Ben şu an 21 yaşındaki bir kız çocuğunun babasıyım. Benim kızımın başına böyle bir şey gelse diye düşündüğümde çok üzülüyorum. İftira atan kişinin yıllar sonra aynı metin üzerinden yürümesi onun sağlıklı olmadığını gösteriyor. Keşke tedavi edilebilip daha yararlı bir kız çocuğu olabilse. Bir anne-baba için çok üzücü bir durum. İftira atıldığı için mahkeme sonuçlandı ve tazminat davası devam ediyor. Ancak beni en çok üzen o kızın sağlıksız olması. İftira atan kızın babasıyla yaşadığı sıkıntı kamuoyuyla paylaşıldı ama medyadaki birçok insanın bu durum işine gelmediği için üzerinde durulmadı. Bu kullanılmadı çünkü geriye dönüş sağlamaları mümkün değil.

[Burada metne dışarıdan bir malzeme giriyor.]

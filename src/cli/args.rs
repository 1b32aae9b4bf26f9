//! Command-line argument definitions.

use std::path::{Path, PathBuf};

use clap::Parser;

use crate::config::{DEFAULT_DELIMITER, DEFAULT_QUOTE, ParserConfig};
use crate::error::CsvError;

/// Convert CSV into a JSON array of rows keyed by the header.
#[derive(Parser, Debug, Clone)]
#[command(name = "csvrows")]
#[command(about = "Convert CSV into a JSON array of rows keyed by the header")]
#[command(version = env!("CARGO_PKG_VERSION"))]
pub struct Args {
    /// Input file (reads stdin when absent or `-`)
    #[arg(value_name = "INPUT")]
    pub input: Option<PathBuf>,

    /// Field delimiter (exactly one character)
    #[arg(short, long, default_value_t = DEFAULT_DELIMITER.to_string())]
    pub delimiter: String,

    /// Quote character (exactly one character)
    #[arg(short, long, default_value_t = DEFAULT_QUOTE.to_string())]
    pub quote: String,

    /// Pretty-print the JSON output (default)
    #[arg(long, conflicts_with = "compact")]
    pub pretty: bool,

    /// Write the JSON output on a single line
    #[arg(long)]
    pub compact: bool,

    /// Keep every field as a string
    #[arg(long)]
    pub no_parse_number: bool,

    /// Log parse progress to stderr
    #[arg(short, long)]
    pub verbose: bool,

    /// Write the JSON to a file instead of stdout
    #[arg(short, long, value_name = "PATH")]
    pub output: Option<PathBuf>,
}

impl Args {
    /// The input path, or `None` for stdin.
    pub fn input_path(&self) -> Option<&Path> {
        self.input.as_deref().filter(|p| *p != Path::new("-"))
    }

    /// Whether the output is pretty-printed.
    pub fn is_pretty(&self) -> bool {
        !self.compact
    }

    /// Builds the parser configuration from the flags.
    ///
    /// # Errors
    ///
    /// Returns [`CsvError::InvalidConfig`] when the delimiter or quote is not
    /// a single character, or the two collide.
    pub fn parser_config(&self) -> Result<ParserConfig, CsvError> {
        Ok(ParserConfig::new(&self.delimiter, &self.quote)?
            .with_classify_numbers(!self.no_parse_number))
    }
}

#[cfg(test)]
mod tests {
    use super::*;

    #[test]
    fn test_defaults() {
        let args = Args::try_parse_from(["csvrows"]).unwrap();
        assert!(args.input_path().is_none());
        assert!(args.is_pretty());
        assert!(!args.verbose);
        assert_eq!(args.parser_config().unwrap(), ParserConfig::default());
    }

    #[test]
    fn test_stdin_dash() {
        let args = Args::try_parse_from(["csvrows", "-"]).unwrap();
        assert!(args.input_path().is_none());

        let args = Args::try_parse_from(["csvrows", "data.csv"]).unwrap();
        assert_eq!(args.input_path(), Some(Path::new("data.csv")));
    }

    #[test]
    fn test_flags() {
        let args = Args::try_parse_from([
            "csvrows",
            "-d",
            ";",
            "--quote",
            "'",
            "--compact",
            "--no-parse-number",
            "-v",
            "-o",
            "out.json",
        ])
        .unwrap();

        let config = args.parser_config().unwrap();
        assert_eq!(config.delimiter(), ';');
        assert_eq!(config.quote(), '\'');
        assert!(!config.classify_numbers());
        assert!(!args.is_pretty());
        assert!(args.verbose);
        assert_eq!(args.output.as_deref(), Some(Path::new("out.json")));
    }

    #[test]
    fn test_pretty_conflicts_with_compact() {
        assert!(Args::try_parse_from(["csvrows", "--pretty", "--compact"]).is_err());
    }

    #[test]
    fn test_invalid_delimiter() {
        let args = Args::try_parse_from(["csvrows", "-d", "ab"]).unwrap();
        assert!(matches!(
            args.parser_config(),
            Err(CsvError::InvalidConfig { .. })
        ));
    }
}
//! Async stream adapter for parsing.
//!
//! This module provides asynchronous parsing using the `futures-io::AsyncRead`
//! trait, making it runtime-agnostic and compatible with tokio, async-std,
//! smol, and other async runtimes.
//!
//! # Example
//!
//! ```ignore
//! use futures_util::StreamExt;
//! use csvrows::{parse_async, ParserConfig};
//! use futures_io::AsyncRead;
//!
//! async fn demo<R: AsyncRead + Unpin>(reader: R) -> Result<(), csvrows::CsvError> {
//!     let mut rows = parse_async(reader, ParserConfig::default())?;
//!
//!     while let Some(row) = rows.next().await {
//!         let row = row?;
//!         println!("{:?}", row);
//!     }
//!     Ok(())
//! }
//! ```

use std::collections::VecDeque;
use std::io::ErrorKind;
use std::pin::Pin;
use std::task::{Context, Poll};

use futures_core::Stream;
use futures_io::AsyncRead;
use pin_project_lite::pin_project;
use tracing::trace;

use crate::buffer::ReadBuffer;
use crate::config::ParserConfig;
use crate::error::CsvError;
use crate::observer::ParseObserver;
use crate::parser::{CsvParser, ParseResult, RowParser};
use crate::row::Row;

pin_project! {
    /// A stream that yields rows from an async reader.
    ///
    /// This uses `futures_io::AsyncRead` which is runtime-agnostic.
    /// Works with tokio, async-std, smol, or any futures-compatible runtime.
    ///
    /// Exactly one read is in flight at a time and the parser is only touched
    /// from `poll_next`, so no locking is involved. Dropping the stream
    /// cancels the parse.
    pub struct RowStream<R> {
        #[pin]
        reader: R,
        parser: RowParser,
        buffer: ReadBuffer,
        pending: VecDeque<Row>,
        error: Option<CsvError>,
        finished: bool,
    }
}

impl<R> RowStream<R> {
    /// Creates a row stream driving an already configured parser.
    pub fn from_parser(reader: R, parser: RowParser) -> Self {
        Self {
            reader,
            parser,
            buffer: ReadBuffer::take(),
            pending: VecDeque::new(),
            error: None,
            finished: false,
        }
    }

    /// Attaches a diagnostic observer.
    pub fn with_observer(mut self, observer: impl ParseObserver + 'static) -> Self {
        self.parser = self.parser.with_observer(observer);
        self
    }

    /// Returns the header row once it has been read.
    pub fn headers(&self) -> Option<&[String]> {
        self.parser.headers()
    }

    /// Returns the number of rows produced so far.
    pub fn rows_emitted(&self) -> u64 {
        self.parser.rows_emitted()
    }
}

impl<R: AsyncRead> Stream for RowStream<R> {
    type Item = Result<Row, CsvError>;

    fn poll_next(self: Pin<&mut Self>, cx: &mut Context<'_>) -> Poll<Option<Self::Item>> {
        let mut this = self.project();

        loop {
            if let Some(row) = this.pending.pop_front() {
                return Poll::Ready(Some(Ok(row)));
            }
            if let Some(e) = this.error.take() {
                return Poll::Ready(Some(Err(e)));
            }
            if *this.finished {
                return Poll::Ready(None);
            }

            // Read more data using AsyncRead into buffer
            match this.reader.as_mut().poll_read(cx, this.buffer.as_mut_slice()) {
                Poll::Pending => return Poll::Pending,
                Poll::Ready(Err(e)) if e.kind() == ErrorKind::Interrupted => {}
                Poll::Ready(Err(e)) => {
                    *this.finished = true;
                    *this.error = Some(CsvError::Io(e));
                }
                Poll::Ready(Ok(0)) => {
                    trace!(bytes = this.parser.bytes_consumed(), "end of input");
                    *this.finished = true;
                    match this.parser.finish() {
                        Ok(last) => this.pending.extend(last),
                        Err(e) => *this.error = Some(e),
                    }
                }
                Poll::Ready(Ok(n)) => {
                    trace!(bytes = n, "read chunk");
                    let pending = &mut *this.pending;
                    if let Err(e) = this
                        .parser
                        .push_with(this.buffer.filled(n), |row| pending.push_back(row))
                    {
                        *this.finished = true;
                        *this.error = Some(e);
                    }
                }
            }
        }
    }
}

/// Creates a row stream from an async reader.
///
/// Uses `futures_io::AsyncRead` for runtime-agnostic async I/O.
///
/// # Runtime Compatibility
///
/// For tokio users, you can use `tokio_util::compat` to convert
/// `tokio::io::AsyncRead` to `futures_io::AsyncRead`:
///
/// ```ignore
/// use tokio_util::compat::TokioAsyncReadCompatExt;
/// use csvrows::{parse_async, ParserConfig};
///
/// let file = tokio::fs::File::open("data.csv").await?;
/// let rows = parse_async(file.compat(), ParserConfig::default())?;
/// ```
///
/// # Errors
///
/// Returns [`CsvError::InvalidConfig`] if the configuration is invalid.
pub fn parse_async<R: AsyncRead>(
    reader: R,
    config: ParserConfig,
) -> Result<RowStream<R>, CsvError> {
    Ok(RowStream::from_parser(reader, RowParser::new(config)?))
}

/// Parses everything from an async reader into one [`ParseResult`].
pub async fn collect_async<R: AsyncRead + Unpin>(
    mut reader: R,
    config: ParserConfig,
) -> Result<ParseResult, CsvError> {
    let mut parser = CsvParser::new(config)?;
    let mut buffer = ReadBuffer::take();

    loop {
        let read =
            std::future::poll_fn(|cx| Pin::new(&mut reader).poll_read(cx, buffer.as_mut_slice()));
        match read.await {
            Ok(0) => break,
            Ok(n) => parser.feed_chunk(buffer.filled(n))?,
            Err(e) if e.kind() == ErrorKind::Interrupted => continue,
            Err(e) => return Err(e.into()),
        }
    }

    parser.finalize()
}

Kızın bu iftirası ve yalanı ortaya çıktı. Olayın sıcak olduğu anlarda İzmir’den gelen bir avukat, kadın dayanışmaları ya da benzer konularla ortalığı karıştırdı. Ancak kızın babasıyla arasında yaşadığı olayın dosyası ortaya çıktığında hepsi ortadan kayboldu. Şu an kıza açtığım tazminat davasında onu savunacak bir avukatı yok. Bu durum çok ilginç. Nerede onu savunan avukatlar, dernekler, insanlar? Ortada yoklar.
Demek ki bir yalanı savunacak durumda değiller şu an. Kızın yalan söylediğini anladılar ve şu an onu savunmuyorlar ama o dönemde ben kendimi anlatamadım. Sosyal medyada insanlar kendilerini o kadar özgür hissediyorlar ve o kadar ahlaksız bir durumdalar ki… Bunun bir de demokrasi hakkı olduğunu düşünüyorlar. Hayır, sen herkes hakkında her şeyi söyleyemezsin. Bu işin bir kuralı var. Ben vicdanen çok özgürüm. 21 yaşında bir kız çocuğu babasıyım ve onun sorumluluklarını taşırken bu tür suçlamalar karşısında şoke oluyorsunuz. Bir de bu iftirayı atan kişi hakkında gerçekleri öğrendiğiniz de daha da şoke oluyorsunuz.